• **What is expected**
Provide the number of lines below that include "divider", without any other words.
──────────────────────────────
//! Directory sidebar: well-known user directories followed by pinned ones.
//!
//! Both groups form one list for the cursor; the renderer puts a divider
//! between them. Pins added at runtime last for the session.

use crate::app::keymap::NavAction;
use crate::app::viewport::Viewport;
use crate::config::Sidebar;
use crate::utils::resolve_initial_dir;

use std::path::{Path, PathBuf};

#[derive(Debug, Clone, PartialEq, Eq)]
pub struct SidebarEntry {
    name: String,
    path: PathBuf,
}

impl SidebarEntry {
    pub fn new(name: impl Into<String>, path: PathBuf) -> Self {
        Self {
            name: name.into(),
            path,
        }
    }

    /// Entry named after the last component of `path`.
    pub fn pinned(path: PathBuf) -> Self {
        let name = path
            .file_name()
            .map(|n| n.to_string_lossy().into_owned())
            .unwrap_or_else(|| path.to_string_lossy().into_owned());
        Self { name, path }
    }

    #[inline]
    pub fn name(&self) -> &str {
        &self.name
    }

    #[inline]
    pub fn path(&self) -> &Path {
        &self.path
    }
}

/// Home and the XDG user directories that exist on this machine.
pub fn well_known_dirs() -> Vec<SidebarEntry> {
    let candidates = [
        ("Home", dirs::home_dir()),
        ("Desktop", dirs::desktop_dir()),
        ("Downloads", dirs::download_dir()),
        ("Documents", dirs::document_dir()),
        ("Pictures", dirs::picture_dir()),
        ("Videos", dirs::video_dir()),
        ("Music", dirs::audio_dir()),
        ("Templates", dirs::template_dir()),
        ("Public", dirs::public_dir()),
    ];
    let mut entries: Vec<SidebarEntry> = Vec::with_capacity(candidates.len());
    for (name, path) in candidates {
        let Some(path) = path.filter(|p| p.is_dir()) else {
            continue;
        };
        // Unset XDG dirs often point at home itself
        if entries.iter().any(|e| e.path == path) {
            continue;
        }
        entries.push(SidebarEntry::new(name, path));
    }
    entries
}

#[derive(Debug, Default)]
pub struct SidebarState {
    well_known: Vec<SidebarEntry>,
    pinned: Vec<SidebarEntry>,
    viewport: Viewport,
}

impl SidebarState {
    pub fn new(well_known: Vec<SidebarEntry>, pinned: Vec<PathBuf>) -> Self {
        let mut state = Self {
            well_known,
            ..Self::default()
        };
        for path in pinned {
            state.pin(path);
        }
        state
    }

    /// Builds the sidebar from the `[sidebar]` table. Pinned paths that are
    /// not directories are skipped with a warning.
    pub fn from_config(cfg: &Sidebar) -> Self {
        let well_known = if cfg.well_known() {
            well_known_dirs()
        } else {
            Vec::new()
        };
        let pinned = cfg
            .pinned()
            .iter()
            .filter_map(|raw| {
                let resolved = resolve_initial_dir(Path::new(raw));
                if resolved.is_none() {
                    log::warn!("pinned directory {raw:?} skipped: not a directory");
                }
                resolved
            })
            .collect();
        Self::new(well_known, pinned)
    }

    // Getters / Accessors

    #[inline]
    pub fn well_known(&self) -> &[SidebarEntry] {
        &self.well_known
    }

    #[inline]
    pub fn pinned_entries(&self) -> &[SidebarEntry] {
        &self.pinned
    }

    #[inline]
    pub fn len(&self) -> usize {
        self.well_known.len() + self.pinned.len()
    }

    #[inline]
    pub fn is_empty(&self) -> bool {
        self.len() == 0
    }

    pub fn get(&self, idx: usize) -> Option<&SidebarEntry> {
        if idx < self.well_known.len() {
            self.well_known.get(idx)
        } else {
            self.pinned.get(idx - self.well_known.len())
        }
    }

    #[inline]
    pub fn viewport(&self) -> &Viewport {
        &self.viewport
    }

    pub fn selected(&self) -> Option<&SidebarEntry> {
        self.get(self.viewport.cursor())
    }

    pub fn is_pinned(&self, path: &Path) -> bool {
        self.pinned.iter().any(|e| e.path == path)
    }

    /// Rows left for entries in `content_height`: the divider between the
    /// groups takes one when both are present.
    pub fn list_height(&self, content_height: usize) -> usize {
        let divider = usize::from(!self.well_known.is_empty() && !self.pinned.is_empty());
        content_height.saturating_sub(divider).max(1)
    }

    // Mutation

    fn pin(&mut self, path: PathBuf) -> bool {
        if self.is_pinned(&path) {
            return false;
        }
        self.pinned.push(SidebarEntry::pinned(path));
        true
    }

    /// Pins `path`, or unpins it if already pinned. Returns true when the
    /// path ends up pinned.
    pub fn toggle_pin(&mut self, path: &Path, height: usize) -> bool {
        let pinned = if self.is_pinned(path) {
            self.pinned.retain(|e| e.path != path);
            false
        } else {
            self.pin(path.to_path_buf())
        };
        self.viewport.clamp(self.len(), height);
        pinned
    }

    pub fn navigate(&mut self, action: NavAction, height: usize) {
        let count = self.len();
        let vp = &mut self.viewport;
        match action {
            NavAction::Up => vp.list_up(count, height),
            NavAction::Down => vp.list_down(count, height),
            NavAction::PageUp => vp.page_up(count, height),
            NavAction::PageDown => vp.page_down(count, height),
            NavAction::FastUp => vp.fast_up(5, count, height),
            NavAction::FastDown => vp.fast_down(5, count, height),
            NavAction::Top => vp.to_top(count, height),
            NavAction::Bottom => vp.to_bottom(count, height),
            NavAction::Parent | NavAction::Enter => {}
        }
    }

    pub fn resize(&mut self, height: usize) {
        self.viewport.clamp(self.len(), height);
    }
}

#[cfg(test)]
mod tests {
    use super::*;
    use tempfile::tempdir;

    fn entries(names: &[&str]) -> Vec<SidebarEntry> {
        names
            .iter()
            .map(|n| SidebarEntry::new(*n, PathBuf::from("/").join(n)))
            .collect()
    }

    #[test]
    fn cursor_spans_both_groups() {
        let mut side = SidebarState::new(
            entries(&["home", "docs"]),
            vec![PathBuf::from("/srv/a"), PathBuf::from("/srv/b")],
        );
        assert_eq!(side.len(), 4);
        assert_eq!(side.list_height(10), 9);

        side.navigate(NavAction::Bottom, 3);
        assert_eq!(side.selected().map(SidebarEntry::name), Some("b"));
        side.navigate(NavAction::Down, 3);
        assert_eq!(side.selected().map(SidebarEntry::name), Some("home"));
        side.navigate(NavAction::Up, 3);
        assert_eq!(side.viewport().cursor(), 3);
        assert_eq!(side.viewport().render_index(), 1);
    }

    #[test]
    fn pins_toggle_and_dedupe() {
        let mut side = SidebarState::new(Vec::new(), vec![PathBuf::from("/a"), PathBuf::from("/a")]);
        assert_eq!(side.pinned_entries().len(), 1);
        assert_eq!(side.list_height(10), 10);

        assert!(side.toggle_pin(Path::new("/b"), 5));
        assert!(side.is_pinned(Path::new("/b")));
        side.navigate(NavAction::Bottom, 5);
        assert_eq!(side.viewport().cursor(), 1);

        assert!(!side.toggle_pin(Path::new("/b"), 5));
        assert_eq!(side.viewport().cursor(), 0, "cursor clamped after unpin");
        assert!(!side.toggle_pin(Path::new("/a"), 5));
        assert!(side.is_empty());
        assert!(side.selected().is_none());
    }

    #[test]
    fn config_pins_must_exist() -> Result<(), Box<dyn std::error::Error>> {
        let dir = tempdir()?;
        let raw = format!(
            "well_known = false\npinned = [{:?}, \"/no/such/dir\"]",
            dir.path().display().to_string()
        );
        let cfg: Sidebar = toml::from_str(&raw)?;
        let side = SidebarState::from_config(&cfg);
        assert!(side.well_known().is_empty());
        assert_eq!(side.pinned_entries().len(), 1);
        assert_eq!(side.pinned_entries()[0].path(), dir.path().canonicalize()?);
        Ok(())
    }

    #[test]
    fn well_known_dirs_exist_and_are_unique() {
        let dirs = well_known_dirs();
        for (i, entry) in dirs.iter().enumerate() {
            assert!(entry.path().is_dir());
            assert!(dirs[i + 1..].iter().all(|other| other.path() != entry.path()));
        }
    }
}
──────────────────────────────
• **Answer area**
4